All in all, this isn't the most consistent Talking Heads album out there. But it's highlights are some of the best work they've ever done. Fear of Music is a definite progression for the band, and the highlights make up for the subpar material.

Tuesday, September 22, 2009

The Smiths - Meat is Murder


The Smiths never really could do any wrong. I mean that. Everything they did, save maybe a song or two in their career, was pure gold to my ears. Meat is Murder is just another chapter in their illustrious career.

Johnny Marr is clearly the star of this album. His guitar shimmers, jingles, glides, twists and turns. His ideas are crisp and he executes them with precision. And I'll be like the 25 thousanth person to say that his guitar on "How Soon is Now?" is one of the most mesmorizing, gorgeous guitar parts of all time.

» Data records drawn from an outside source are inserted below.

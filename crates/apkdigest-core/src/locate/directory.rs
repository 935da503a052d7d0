//! Locator backed by a directory of installed packages.

use anyhow::{Context, Result};
use std::fs;
use std::path::{Path, PathBuf};

use super::PackageLocator;

/// Archive name inside a per-install package directory.
const BASE_APK: &str = "base.apk";

/// Finds packages laid out as `<root>/<app_id>.apk` or
/// `<root>/<app_id>-<suffix>/base.apk`.
#[derive(Debug, Clone)]
pub struct DirectoryLocator {
    root: PathBuf,
}

impl DirectoryLocator {
    pub fn new(root: impl Into<PathBuf>) -> Self {
        Self { root: root.into() }
    }

    pub fn root(&self) -> &Path {
        &self.root
    }
}

impl PackageLocator for DirectoryLocator {
    /// Candidates are sorted by path so "first" is stable across runs.
    fn candidates(&self, app_id: &str) -> Result<Vec<PathBuf>> {
        let flat_name = format!("{app_id}.apk");
        let dir_prefix = format!("{app_id}-");
        let mut found = Vec::new();

        let entries = fs::read_dir(&self.root)
            .with_context(|| format!("read package dir {}", self.root.display()))?;
        for entry in entries {
            let entry = entry.with_context(|| format!("read package dir {}", self.root.display()))?;
            let name = entry.file_name();
            let Some(name) = name.to_str() else {
                continue;
            };
            let path = entry.path();
            if name == flat_name && path.is_file() {
                found.push(path);
            } else if name.starts_with(&dir_prefix) && path.is_dir() {
                let apk = path.join(BASE_APK);
                if apk.is_file() {
                    found.push(apk);
                }
            }
        }

        found.sort();
        tracing::debug!(app_id, root = %self.root.display(), found = found.len(), "scanned package dir");
        Ok(found)
    }
}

Morrissey's approach seems little more...I dunno...dry on Meat is Murder. The vocal melodies are there, but there's an undertone of sadness that seems more evident and palpable than on their debut. Even The Queen is Dead has moments of slight levity. Here he sounds kind of depressed in a rainy day in London sort of way (especially on one of my favorite songs, "Well I Wonder" - which is appropriate since it actually has rain sound effects towards the end). I mean, he's always had a sad streak going on, but he usually matches it with dry wit and humour to balance it out. Not so much here that I can tell.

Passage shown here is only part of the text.